SUDO-AI-3D / zero123plus

Code repository for Zero123++: a Single Image to Consistent Multi-view Diffusion Base Model.
Apache License 2.0
1.56k stars 108 forks source link

latent scaling #86

Open guochengqian opened 2 weeks ago

guochengqian commented 2 weeks ago

Dear authors, thanks for releasing zero123++. May I know why do you perform latent and image unscaling?
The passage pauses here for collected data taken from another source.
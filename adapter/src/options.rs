//! Adapter configuration options

use crate::models::manifest::{MaxInFlight, Update};

/// Name of the instance group and job running the Redis server
pub const REDIS_SERVER_JOB_NAME: &str = "redis-server";

/// Port the Redis server listens on
pub const REDIS_SERVER_PORT: u16 = 6379;

/// Plan property controlling persistence
pub const PERSISTENCE_PROPERTY_KEY: &str = "persistence";

/// The only arbitrary parameter callers may pass
pub const MAX_CLIENTS_PARAM: &str = "maxclients";

/// Manifest generator options
#[derive(Debug, Clone)]
pub struct GeneratorOptions {
    /// Alias given to the single stemcell
    pub stemcell_alias: String,

    /// maxclients when neither the request nor a previous manifest sets it
    pub default_max_clients: i64,

    /// Update block used when the plan has none
    pub default_update: Update,
}

impl Default for GeneratorOptions {
    fn default() -> Self {
        Self {
            stemcell_alias: "only-stemcell".to_string(),
            default_max_clients: 10000,
            default_update: Update {
                canaries: 1,
                canary_watch_time: "30000-240000".to_string(),
                update_watch_time: "30000-240000".to_string(),
                max_in_flight: MaxInFlight::Count(4),
                serial: None,
            },
        }
    }
}

/// Binder options
#[derive(Debug, Clone)]
pub struct BinderOptions {
    /// Platform expected in the request context; others only produce a diagnostic
    pub expected_platform: String,

    /// Port reported in the credentials
    pub port: u16,
}

impl Default for BinderOptions {
    fn default() -> Self {
        Self {
            expected_platform: "cloudfoundry".to_string(),
            port: REDIS_SERVER_PORT,
        }
    }
}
And how do you decide the scaling ratio? https://huggingface.co/sudo-ai/zero123plus-pipeline/blob/main/pipeline.py#L396

latents = unscale_latents(latents)
image = unscale_image(...
def unscale_latents(latents):
    latents = latents / 0.75 + 0.22
    return latents

def unscale_image(image):
    image = image / 0.5 * 0.8
    return image

Thank you very much!

eliphatfs commented 2 weeks ago

We collected a set of natural images and data renderings and compare their latents to normalize the renderings so that the latents look more like natural images, which SD2 is trained on, mostly. For image, we empirically found that this scaling will let the model converge faster. This also helps reduce the contrast of rendering latents to the normal level of natural images. This way the model can learn better 'global timesteps' (the same reason why we swap the noise schedule and choose a v-prediction base model).